## Aim of the exercise
Using the data below, output the first line and every line after it up to and including the line containing "-> Result<Vec<Window>, AsrError>", exactly as written and with nothing added.

----

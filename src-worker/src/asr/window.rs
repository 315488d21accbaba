use crate::asr::recognizer::AsrError;
use crate::asr::RunOptions;
use crate::streaming::chunks::Stride;

/// One decode window over the input.
#[derive(Debug, Clone, Copy, PartialEq, Eq)]
pub struct Window {
    pub offset: usize,
    pub stride: Stride,
    pub is_last: bool,
}

impl Window {
    pub fn range(&self) -> std::ops::Range<usize> {
        self.offset..self.offset + self.stride.chunk_len
    }
}

/// Splits `input_len` samples into overlapping windows of `chunk_length_s`
/// that advance by the chunk length minus both strides.
pub fn plan_windows(
    input_len: usize,
    sampling_rate: u32,
    options: &RunOptions,
) -> Result<Vec<Window>, AsrError> {
    let sr = sampling_rate as f64;
    let chunk_len = (options.chunk_length_s * sr).round() as usize;
    let stride = (options.stride_length_s * sr).round() as usize;

    if chunk_len == 0 || chunk_len <= 2 * stride {
        return Err(AsrError::InvalidOptions(format!(
            "chunk length {}s must exceed twice the stride length {}s",
            options.chunk_length_s, options.stride_length_s
        )));
    }
    let step = chunk_len - 2 * stride;

    let mut windows = Vec::new();
    let mut start = 0;
    while start < input_len {
        let end = start + chunk_len;
        let is_last = end >= input_len;
        let left = if start == 0 { 0 } else { stride };
        let right = if is_last { 0 } else { stride };
        let len = end.min(input_len) - start;

        if len > left {
            windows.push(Window {
                offset: start,
                stride: Stride {
                    chunk_len: len,
                    left,
                    right,
                },
                is_last,
            });
        }
        if is_last {
            break;
        }
        start += step;
    }

    if let Some(last) = windows.last_mut() {
        last.is_last = true;
        last.stride.right = 0;
    }

    Ok(windows)
}

#[cfg(test)]
mod tests {
    use super::*;

    const SR: u32 = 16_000;

    #[test]
    fn short_input_is_one_window() {
        let windows = plan_windows(12 * SR as usize, SR, &RunOptions::default()).unwrap();
        assert_eq!(windows.len(), 1);
        assert_eq!(
            windows[0].stride,
            Stride {
                chunk_len: 12 * SR as usize,
                left: 0,
                right: 0
            }
        );
        assert!(windows[0].is_last);
    }

    #[test]
    fn long_input_windows_overlap_by_strides() {
        let sr = SR as usize;
        let windows = plan_windows(65 * sr, SR, &RunOptions::default()).unwrap();
        let offsets: Vec<_> = windows.iter().map(|w| w.offset / sr).collect();
        assert_eq!(offsets, vec![0, 20, 40]);
        assert_eq!(windows[0].stride.left, 0);
        assert_eq!(windows[1].stride.left, 5 * sr);
        assert_eq!(windows[1].stride.right, 5 * sr);
        assert_eq!(windows[2].stride.chunk_len, 25 * sr);
        assert!(windows[2].is_last);
    }

    #[test]
    fn empty_input_has_no_windows() {
        assert!(plan_windows(0, SR, &RunOptions::default()).unwrap().is_empty());
    }

    #[test]
    fn stride_too_large_is_rejected() {
        let options = RunOptions {
            chunk_length_s: 10.0,
            stride_length_s: 5.0,
            ..Default::default()
        };
        assert!(matches!(
            plan_windows(SR as usize, SR, &options),
            Err(AsrError::InvalidOptions(_))
        ));
    }
}
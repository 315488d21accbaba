use std::time::Instant;

use ndarray::{Array1, ArrayD, ArrayView2, ArrayViewD, IxDyn};
use ort::inputs;
use ort::value::TensorRef;

use super::config::{AsrError, InferenceConfig};
use super::model::AsrModel;
use crate::asr::decoder::{DecoderSession, StepObserver};
use crate::streaming::words::TokenWithTime;

/// Tokens decoded from one window, with the window's encoder frame count.
#[derive(Debug, Clone)]
pub struct WindowDecode {
    pub tokens: Vec<TokenWithTime>,
    pub total_frames: usize,
}

impl AsrModel {
    pub fn preprocess(
        &mut self,
        waveforms: &ArrayViewD<f32>,
        waveforms_lens: &ArrayViewD<i64>,
    ) -> Result<(ArrayD<f32>, ArrayD<i64>), AsrError> {
        let wv = waveforms.as_standard_layout();
        let wl = waveforms_lens.as_standard_layout();
        let start = Instant::now();
        let outputs = self.preprocessor.run(inputs![
            "waveforms" => TensorRef::from_array_view(wv.view())?,
            "waveforms_lens" => TensorRef::from_array_view(wl.view())?,
        ])?;
        log::debug!("Preprocessor inference completed in {:?}", start.elapsed());

        Ok((
            outputs
                .get("features")
                .ok_or_else(|| AsrError::OutputNotFound("features".into()))?
                .try_extract_array()?
                .to_owned(),
            outputs
                .get("features_lens")
                .ok_or_else(|| AsrError::OutputNotFound("features_lens".into()))?
                .try_extract_array()?
                .to_owned(),
        ))
    }

    pub fn encode(
        &mut self,
        audio_signal: &ArrayViewD<f32>,
        length: &ArrayViewD<i64>,
    ) -> Result<(ArrayD<f32>, ArrayD<i64>), AsrError> {
        let sig = audio_signal.as_standard_layout();
        let len = length.as_standard_layout();
        let start = Instant::now();
        let outputs = self.encoder.run(inputs![
            "audio_signal" => TensorRef::from_array_view(sig.view())?,
            "length" => TensorRef::from_array_view(len.view())?,
        ])?;
        log::debug!("Encoder inference completed in {:?}", start.elapsed());

        let out = outputs
            .get("outputs")
            .ok_or_else(|| AsrError::OutputNotFound("outputs".into()))?
            .try_extract_array()?
            .permuted_axes(IxDyn(&[0, 2, 1]))
            .to_owned();
        let lens = outputs
            .get("encoded_lengths")
            .ok_or_else(|| AsrError::OutputNotFound("encoded_lengths".into()))?
            .try_extract_array()?
            .to_owned();

        Ok((out, lens))
    }

    /// Runs one window through preprocessor, encoder and decoder. `on_step`
    /// sees the beams after every decoding step.
    pub fn decode_window(
        &mut self,
        samples: &[f32],
        config: &InferenceConfig,
        on_step: &mut StepObserver<'_>,
    ) -> Result<WindowDecode, AsrError> {
        let window_start = Instant::now();
        let samples_len = samples.len();
        let audio = ArrayView2::from_shape((1, samples_len), samples)?.into_dyn();
        let audio_lengths = Array1::from_vec(vec![samples_len as i64]).into_dyn();

        let (features, features_lens) = self.preprocess(&audio, &audio_lengths.view())?;
        let (encoder_out, encoder_out_lens) =
            self.encode(&features.view(), &features_lens.view())?;

        let encodings = encoder_out.index_axis(ndarray::Axis(0), 0);
        let total_frames = encoder_out_lens
            .iter()
            .next()
            .map(|&len| len.max(0) as usize)
            .unwrap_or(0)
            .min(encodings.shape()[0]);

        let mut session = DecoderSession::new(self)?;
        let (token_ids, frames) =
            session.decode_sequence(self, &encodings, total_frames, config, on_step)?;

        let tokens = token_ids
            .iter()
            .zip(frames)
            .map(|(&token_id, frame)| TokenWithTime {
                token_id,
                text: self.vocab.token(token_id).unwrap_or_default().to_string(),
                frame,
            })
            .collect();

        log::debug!(
            "Window of {} samples decoded into {} tokens over {} frames in {:?}",
            samples_len,
            token_ids.len(),
            total_frames,
            window_start.elapsed()
        );

        Ok(WindowDecode {
            tokens,
            total_frames,
        })
    }
}
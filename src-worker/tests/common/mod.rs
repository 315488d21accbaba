//! Scripted stand-ins for a model pipeline and its loader.

#![allow(dead_code)]

use std::sync::atomic::{AtomicUsize, Ordering};
use std::sync::Arc;

use scribe_worker_lib::asr::window::plan_windows;
use scribe_worker_lib::asr::{
    AsrError, AsrPipeline, Beam, LoadProgress, ModelConfig, PipelineEvent, PipelineHandle,
    PipelineLoader, PipelineRun, RunOptions, TokenDecoder, TARGET_SAMPLE_RATE,
};
use scribe_worker_lib::protocol::{Envelope, ProgressEvent, WorkerMessage};
use scribe_worker_lib::streaming::{RawChunk, RawSegment};

pub const SR: usize = TARGET_SAMPLE_RATE as usize;

/// Whisper-style geometry: 30 s over 1500 positions, 20 ms per unit.
pub fn whisper_config() -> ModelConfig {
    ModelConfig {
        chunk_length: 30.0,
        max_source_positions: Some(1500),
        sampling_rate: TARGET_SAMPLE_RATE,
    }
}

pub fn silence(seconds: usize) -> Vec<f32> {
    vec![0.0; seconds * SR]
}

/// Decodes token `n` as `tN`; token 0 is special.
pub struct NumberTokenizer;

impl TokenDecoder for NumberTokenizer {
    fn decode(&self, token_ids: &[i32], skip_special_tokens: bool) -> String {
        token_ids
            .iter()
            .filter(|&&id| !(skip_special_tokens && id == 0))
            .map(|id| format!("t{id}"))
            .collect::<Vec<_>>()
            .join(" ")
    }
}

/// Pretends one word is spoken every second, at `k + 0.2 .. k + 0.8`.
///
/// Windows are planned from the run options the same way the ONNX pipeline
/// plans them. A word that runs past the edge of a non-final window is left
/// open.
pub struct ScriptedPipeline {
    pub steps_per_window: usize,
    /// Fail with a decode error when asked for this window.
    pub fail_at_window: Option<usize>,
}

impl ScriptedPipeline {
    pub fn new(steps_per_window: usize) -> Self {
        Self {
            steps_per_window,
            fail_at_window: None,
        }
    }

    fn window_events(&self, chunk: RawChunk) -> Vec<PipelineEvent> {
        let mut events: Vec<PipelineEvent> = (1..=self.steps_per_window)
            .map(|n| {
                PipelineEvent::DecodeStep(vec![Beam {
                    output_token_ids: (0..=n as i32).collect(),
                    score: -(n as f32),
                }])
            })
            .collect();
        events.push(PipelineEvent::ChunkBoundary(chunk));
        events
    }
}

pub fn scripted_segments(offset: usize, len: usize, is_last: bool) -> Vec<RawSegment> {
    let precision = whisper_config().time_precision();
    let window_start = offset as f64 / SR as f64;
    let window_end = (offset + len) as f64 / SR as f64;

    (window_start.floor() as usize..window_end.ceil() as usize)
        .filter_map(|k| {
            let start = k as f64 + 0.2;
            let end = k as f64 + 0.8;
            if start < window_start || start >= window_end {
                return None;
            }
            let rel = |t: f64| ((t - window_start) / precision).round() as u32;
            let end = (is_last || end <= window_end).then(|| rel(end));
            Some(RawSegment::new(format!(" w{k}"), rel(start), end))
        })
        .collect()
}

impl AsrPipeline for ScriptedPipeline {
    fn run<'a>(
        &'a mut self,
        audio: &'a [f32],
        options: &RunOptions,
    ) -> Result<PipelineRun<'a>, AsrError> {
        let windows = plan_windows(audio.len(), TARGET_SAMPLE_RATE, options)?;
        let fail_at = self.fail_at_window;

        let events = windows
            .into_iter()
            .enumerate()
            .flat_map(move |(i, window)| {
                if fail_at == Some(i) {
                    return vec![Err(AsrError::Audio("scripted decode failure".into()))];
                }
                let chunk = RawChunk {
                    offset: window.offset,
                    stride: window.stride,
                    is_last: window.is_last,
                    segments: scripted_segments(
                        window.offset,
                        window.stride.chunk_len,
                        window.is_last,
                    ),
                };
                self.window_events(chunk)
                    .into_iter()
                    .map(Ok)
                    .collect()
            });

        let mut failed = false;
        Ok(Box::new(events.take_while(move |event| {
            let keep = !failed;
            failed |= event.is_err();
            keep
        })))
    }
}

#[derive(Clone, Copy, Debug, PartialEq, Eq)]
pub enum LoaderScript {
    Succeed,
    /// One download tick, then the connection drops.
    NetworkFailure,
    /// Files arrive, construction fails.
    ConstructionFailure,
}

/// Counts loads and replays a fixed progress script.
pub struct ScriptedLoader {
    pub script: LoaderScript,
    pub loads: Arc<AtomicUsize>,
    pub steps_per_window: usize,
    pub fail_at_window: Option<usize>,
}

impl ScriptedLoader {
    pub fn new(script: LoaderScript) -> Self {
        Self {
            script,
            loads: Arc::new(AtomicUsize::new(0)),
            steps_per_window: 12,
            fail_at_window: None,
        }
    }

    pub fn load_count(&self) -> Arc<AtomicUsize> {
        Arc::clone(&self.loads)
    }
}

impl PipelineLoader for ScriptedLoader {
    fn load(
        &self,
        model_id: &str,
        on_progress: &mut dyn FnMut(LoadProgress),
    ) -> Result<PipelineHandle, AsrError> {
        self.loads.fetch_add(1, Ordering::SeqCst);

        on_progress(LoadProgress::Download(ProgressEvent::new(
            "model.onnx",
            512,
            1024,
        )));
        if self.script == LoaderScript::NetworkFailure {
            return Err(AsrError::Download("connection reset by peer".into()));
        }
        on_progress(LoadProgress::Download(ProgressEvent::new(
            "model.onnx",
            1024,
            1024,
        )));
        on_progress(LoadProgress::Constructing);
        if self.script == LoaderScript::ConstructionFailure {
            return Err(AsrError::OutputNotFound("logits".into()));
        }

        let mut pipeline = ScriptedPipeline::new(self.steps_per_window);
        pipeline.fail_at_window = self.fail_at_window;
        Ok(PipelineHandle::new(
            model_id,
            whisper_config(),
            Arc::new(NumberTokenizer),
            Box::new(pipeline),
        ))
    }
}

pub fn kinds(sent: &[Envelope]) -> Vec<&'static str> {
    sent.iter().map(|e| e.message.kind()).collect()
}

pub fn watermarks(sent: &[Envelope]) -> Vec<u32> {
    sent.iter()
        .filter_map(|e| match &e.message {
            WorkerMessage::Result(update) => Some(update.completed_until),
            _ => None,
        })
        .collect()
}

----

## Reply
filename src-worker/src/asr/window.rs
repository 315488d21accbaba
use crate::asr::recognizer::AsrError;
use crate::asr::RunOptions;
use crate::streaming::chunks::Stride;

/// One decode window over the input.
#[derive(Debug, Clone, Copy, PartialEq, Eq)]
pub struct Window {
    pub offset: usize,
    pub stride: Stride,
    pub is_last: bool,
}

impl Window {
    pub fn range(&self) -> std::ops::Range<usize> {
        self.offset..self.offset + self.stride.chunk_len
    }
}

/// Splits `input_len` samples into overlapping windows of `chunk_length_s`
/// that advance by the chunk length minus both strides.
pub fn plan_windows(
    input_len: usize,
    sampling_rate: u32,
    options: &RunOptions,
) -> Result<Vec<Window>, AsrError> {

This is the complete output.